Being a lifelong dieter I can’t tell you how hard it has been for me to keep going on this road to “normal” eating. Every time I ate something without thinking, something considered bad or an item of clothing felt tight, my mind was telling me to go back to dieting. I kept reading the reviews of the latest “last diet ever” book and scanned the newspapers for articles that would lead me to the holy grail: the diet that would work without effort, without me changing anything, and suddenly everything would be all right in the world. It was hard, so hard, for me to drop these habits, to change, to accept.
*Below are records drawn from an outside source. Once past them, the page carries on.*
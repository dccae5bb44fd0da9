// SPDX-License-Identifier: CEPL-1.0
//! Bounded in-flight frame loop.
//!
//! STRICT PER-FRAME ORDER:
//! 1) poll window events (camera input applied here)
//! 2) wait on the slot's in-flight fence (never more than K frames ahead)
//! 3) acquire an image, signalling the slot's image-available semaphore
//! 4) upload the camera into the uniform buffer of the ACQUIRED IMAGE
//! 5) reset the slot fence, submit the image's command buffer
//! 6) present, waiting on render-complete
//! 7) advance the slot counter mod K
//!
//! Out-of-date from acquire, stale from present, or a window resize all take
//! the same path: wait for a non-zero extent, rebuild, carry on.

use anyhow::{Context, Result};
use tracing::{debug, info, trace};

use crate::camera::Camera;
use crate::schema::CameraUniform;
use crate::RenderSize;

/// Size of the frame-slot ring (K).
pub const FRAMES_IN_FLIGHT: usize = 2;

pub enum AcquireOutcome {
    /// A suboptimal acquire still yields a usable image and counts as success.
    Acquired(u32),
    OutOfDate,
    Failed(anyhow::Error),
}

pub enum PresentOutcome {
    Presented,
    /// Out-of-date or suboptimal: the swapchain must be rebuilt.
    Stale,
    Failed(anyhow::Error),
}

/// GPU side of the loop. `slot` is always `< FRAMES_IN_FLIGHT`; `image` is
/// whatever the last successful [`FrameDevice::acquire`] returned.
pub trait FrameDevice {
    fn image_count(&self) -> usize;
    /// Blocks until the work last submitted from `slot` has finished.
    fn wait_for_slot(&mut self, slot: usize) -> Result<()>;
    fn acquire(&mut self, slot: usize) -> AcquireOutcome;
    fn upload_camera(&mut self, image: u32, camera: &CameraUniform) -> Result<()>;
    /// Resets the slot fence and submits the command buffer recorded for `image`.
    fn submit(&mut self, slot: usize, image: u32) -> Result<()>;
    fn present(&mut self, slot: usize, image: u32) -> PresentOutcome;
    /// Tears down every swapchain-dependent resource and builds it again at `size`.
    fn rebuild(&mut self, size: RenderSize) -> Result<()>;
    /// Drains all queued GPU work.
    fn wait_idle(&mut self);
}

/// Window-system side of the loop.
pub trait EventSource {
    /// Pumps pending events without blocking, applying queued input to `camera`.
    fn poll(&mut self, camera: &mut Camera);
    fn close_requested(&self) -> bool;
    /// True once after the window reported a new size.
    fn take_resized(&mut self) -> bool;
    /// Blocks on window events until the extent is non-zero.
    /// `None` when the window was closed while waiting.
    fn wait_for_extent(&mut self, camera: &mut Camera) -> Option<RenderSize>;
}

#[derive(Clone, Copy, Debug, Default, PartialEq, Eq)]
pub struct FrameStats {
    pub frames: u64,
    pub rebuilds: u64,
}

#[derive(Clone, Copy, Debug, PartialEq, Eq)]
pub enum Flow {
    Continue,
    Exit,
}

pub struct FrameLoop<D> {
    device: D,
    camera: Camera,
    frame: usize,
    stats: FrameStats,
}

impl<D: FrameDevice> FrameLoop<D> {
    pub fn new(device: D, camera: Camera) -> Self {
        Self {
            device,
            camera,
            frame: 0,
            stats: FrameStats::default(),
        }
    }

    pub fn device(&self) -> &D {
        &self.device
    }

    pub fn camera(&self) -> &Camera {
        &self.camera
    }

    pub fn stats(&self) -> FrameStats {
        self.stats
    }

    /// Runs until the window closes or a frame fails, then drains the device.
    ///
    /// The device is idle on return either way, so the caller may tear down.
    pub fn run<E: EventSource>(&mut self, events: &mut E) -> Result<()> {
        let result = loop {
            match self.step(events) {
                Ok(Flow::Continue) => {}
                Ok(Flow::Exit) => break Ok(()),
                Err(e) => break Err(e),
            }
        };
        self.device.wait_idle();
        info!(
            "frame loop stopped after {} frames, {} swapchain rebuilds",
            self.stats.frames, self.stats.rebuilds
        );
        result
    }

    /// One loop iteration.
    pub fn step<E: EventSource>(&mut self, events: &mut E) -> Result<Flow> {
        events.poll(&mut self.camera);
        if events.close_requested() {
            return Ok(Flow::Exit);
        }

        let slot = self.frame % FRAMES_IN_FLIGHT;
        let image = loop {
            self.device
                .wait_for_slot(slot)
                .context("wait for in-flight fence")?;
            match self.device.acquire(slot) {
                AcquireOutcome::Acquired(image) => break image,
                AcquireOutcome::OutOfDate => {
                    debug!("acquire: swapchain out of date");
                    if !self.recover(events)? {
                        return Ok(Flow::Exit);
                    }
                }
                AcquireOutcome::Failed(e) => return Err(e.context("acquire next image")),
            }
        };
        trace!(slot, image, "frame {}", self.stats.frames);

        let uniform = self.camera.uniform();
        self.device.upload_camera(image, &uniform)?;
        self.device.submit(slot, image).context("queue submit")?;

        let stale = match self.device.present(slot, image) {
            PresentOutcome::Presented => false,
            PresentOutcome::Stale => {
                debug!("present: swapchain stale");
                true
            }
            PresentOutcome::Failed(e) => return Err(e.context("queue present")),
        };
        // Drain the flag even when already stale so one resize costs one rebuild.
        let resized = events.take_resized();
        if (stale || resized) && !self.recover(events)? {
            return Ok(Flow::Exit);
        }

        self.frame = (self.frame + 1) % FRAMES_IN_FLIGHT;
        self.stats.frames += 1;
        Ok(Flow::Continue)
    }

    fn recover<E: EventSource>(&mut self, events: &mut E) -> Result<bool> {
        let Some(size) = events.wait_for_extent(&mut self.camera) else {
            return Ok(false);
        };
        self.device
            .rebuild(size)
            .context("rebuild swapchain")?;
        self.stats.rebuilds += 1;
        Ok(true)
    }
}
But now I think I am getting there. I am not “cured” (I think I’ll always be a dieter inside but trying to ignore that nagging voice) but I am feeling more comfortable, both physically but probably more important mentally and emotionally. I think I have managed, most of the time, to put food in its place, to not obsess, to think about other more important things but like many people who have given up smoking there is always a temptation, a pull back towards these habits, these behaviours that have filled so much of my adult life. I think I will have to continue being vigilant, maybe forever, but I can live with that as it’s such a watered-down version of what I have been doing.
I’ve been reading about shame and a lot of what I read focusses on body image, how we see ourselves, and beat ourselves up because we don’t measure up to the perfect images in the media. The messages are (and always have been the same): it’s not the images, the body shapes and sizes they portray, that are wrong, it’s us that are wrong for not fitting into that image. Now if we’d only spend money on the latest diet book, follow the latest trend, we could look like those impossible airbrushed images and it’s only down to our laziness or greed that we are not able to do that.
Now as a woman who has spent her whole life living with a message of what is missing in my life I find this ridiculous but, of course, ridiculous for everyone else rather than me. I could spend the rest of my life beating myself up, wondering why I don’t look like Helen Mirren in a bikini but this is just repeating my go-to message: there is something wrong with me. But what happens if I throw out that message, what happens if I focus on all the things I am rather than all the things that I am not? I know it’s easier said etc but I have do something different, more sensible than I have been doing so far. I don’t want to just ignore the bits I like, but rather focus on what is good, what I like, I want to give up my focus on the negative which seems to impact on virtually, no, come to think of it, it impacts on every part of my life: me, my children, my partner, my home, my work etc etc It needs to stop, I need to stop, enough.
So I am perfectly imperfect: I am good enough, I fit just right in this world, and won’t hear anything else.